__Exercise description__. Look through the data for the string "ddash". Copy every line where it is found.

__Exercise materials__.
*** Begin section ***
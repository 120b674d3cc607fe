use std::fmt;

#[derive(Debug)]
pub enum SettingsError {
    EnvVarInvalid {
        var_name: String,
        value: String,
        reason: String,
    },
    InvalidConfig {
        field: String,
        value: String,
        reason: String,
    },
    FileError {
        path: String,
        error: std::io::Error,
    },
    ParseError {
        source: toml::de::Error,
    },
}

impl SettingsError {
    pub(crate) fn invalid(field: &str, value: impl ToString, reason: impl Into<String>) -> Self {
        Self::InvalidConfig {
            field: field.to_string(),
            value: value.to_string(),
            reason: reason.into(),
        }
    }
}

impl fmt::Display for SettingsError {
    fn fmt(&self, f: &mut fmt::Formatter<'_>) -> fmt::Result {
        match self {
            Self::EnvVarInvalid { var_name, value, reason } =>
                write!(f, "환경 변수 {} 값 {} 오류: {}", var_name, value, reason),
            Self::InvalidConfig { field, value, reason } =>
                write!(f, "설정 {} 값 {} 오류: {}", field, value, reason),
            Self::FileError { path, error } =>
                write!(f, "설정 파일 {} 오류: {}", path, error),
            Self::ParseError { source } =>
                write!(f, "설정 파싱 오류: {}", source),
        }
    }
}

impl std::error::Error for SettingsError {
    fn source(&self) -> Option<&(dyn std::error::Error + 'static)> {
        match self {
            Self::ParseError { source } => Some(source),
            Self::FileError { error, .. } => Some(error),
            _ => None,
        }
    }
}
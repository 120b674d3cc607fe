//! 원하는 라우트와 Caddy의 실제 라우트를 맞추는 재동기화 엔진.

mod reconciler;
mod retry;
mod startup;
mod subscriber;

pub use reconciler::{PassOutcome, PassSummary, Reconciler};
pub use retry::RetryPolicy;
pub use startup::{StartupCoordinator, StartupError, StartupState};
pub use subscriber::{EventSubscriber, SubscriberHandle, SubscriberState};
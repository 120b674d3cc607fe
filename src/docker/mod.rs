//! Docker 레지스트리 클라이언트: 컨테이너 목록, 생명주기 이벤트, 로그.
//!
//! 정책은 없고 전송과 스키마 변환만 담당합니다.

mod client;
pub mod container;
mod error_types;
mod events_types;
pub mod labels;
mod logs;

pub use client::{BollardDockerClient, ContainerControl, DockerClient, EventStream, LogStream};
pub use container::{Container, ContainerState, ExposedPort, NetworkMode, Protocol};
pub use error_types::DockerError;
pub use events_types::{ContainerAction, RawEvent, ReconcileEvent};
pub use labels::DashLabel;
pub use logs::{strip_ansi_codes, LogOptions};
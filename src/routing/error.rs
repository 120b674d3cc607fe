use std::fmt;

/// 업스트림 결정 실패 원인. 컨테이너 하나에만 해당하며 패스를 중단하지 않습니다.
#[derive(Debug, Clone, PartialEq)]
pub enum ResolveError {
    /// host/container 네트워크 모드인데 port 라벨이 없음
    MissingPortLabel {
        container: String,
        network_mode: String,
    },
    /// port 라벨 값이 포트 번호가 아님
    InvalidPortLabel {
        container: String,
        value: String,
    },
    /// 노출된 포트도, port 라벨도 없음
    NoExposedPorts {
        container: String,
    },
    /// 서로 다른 private 포트가 여러 개라 라벨 없이는 고를 수 없음
    AmbiguousPorts {
        container: String,
        ports: Vec<u16>,
    },
    /// `container:` 뒤에 대상이 비어있음
    InvalidNetworkMode {
        container: String,
        network_mode: String,
    },
}

impl fmt::Display for ResolveError {
    fn fmt(&self, f: &mut fmt::Formatter<'_>) -> fmt::Result {
        match self {
            ResolveError::MissingPortLabel { container, network_mode } =>
                write!(f, "컨테이너 {}: 네트워크 모드 '{}'에는 ddash.port 라벨이 필요함", container, network_mode),
            ResolveError::InvalidPortLabel { container, value } =>
                write!(f, "컨테이너 {}: ddash.port 값 '{}'이 유효한 포트가 아님", container, value),
            ResolveError::NoExposedPorts { container } =>
                write!(f, "컨테이너 {}: 노출된 포트와 ddash.port 라벨이 모두 없음", container),
            ResolveError::AmbiguousPorts { container, ports } =>
                write!(f, "컨테이너 {}: 노출된 포트가 여러 개임 {:?}, ddash.port 라벨 필요", container, ports),
            ResolveError::InvalidNetworkMode { container, network_mode } =>
                write!(f, "컨테이너 {}: 잘못된 네트워크 모드 '{}'", container, network_mode),
        }
    }
}

impl std::error::Error for ResolveError {}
*** End section ***
__Answer for this exercise__.
                write!(f, "컨테이너 {}: 네트워크 모드 '{}'에는 ddash.port 라벨이 필요함", container, network_mode),
                write!(f, "컨테이너 {}: ddash.port 값 '{}'이 유효한 포트가 아님", container, value),
                write!(f, "컨테이너 {}: 노출된 포트와 ddash.port 라벨이 모두 없음", container),
                write!(f, "컨테이너 {}: 노출된 포트가 여러 개임 {:?}, ddash.port 라벨 필요", container, ports),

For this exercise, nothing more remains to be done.